Dataset entries:

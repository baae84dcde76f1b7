//! `groupsync-recon`: static group reconciliation engine.
//!
//! Pure engine crate: receives pre-loaded rows and a [`Directory`], returns
//! categorized change events. No CLI or HTTP dependencies.

pub mod config;
pub mod diff;
pub mod directory;
pub mod engine;
pub mod error;
pub mod export;
pub mod group;
pub mod grouper;
pub mod memory;
pub mod model;
pub mod reconcile;
pub mod resolver;
pub mod tracker;

pub use config::SyncConfig;
pub use directory::Directory;
pub use engine::{preview, run};
pub use error::{DirectoryError, GroupError, ResolveError, SyncError};
pub use group::StaticGroup;
pub use grouper::{load_csv_rows, GroupingSpec};
pub use memory::MemoryDirectory;
pub use model::{CandidateGroup, RowSet, SyncReport};
pub use tracker::{ChangeCategory, ChangeSnapshot, ChangeTracker, ReportOptions};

→ WHAT THE TASK ASKS: Reproduce only the lines above, starting at the line with "group reconciliation engine." and ending at the line with "pub mod engine;", exactly as written.

→ EXERCISE OUTPUT:
//! `groupsync-recon`: static group reconciliation engine.
//!
//! Pure engine crate: receives pre-loaded rows and a [`Directory`], returns
//! categorized change events. No CLI or HTTP dependencies.

pub mod config;
pub mod diff;
pub mod directory;
pub mod engine;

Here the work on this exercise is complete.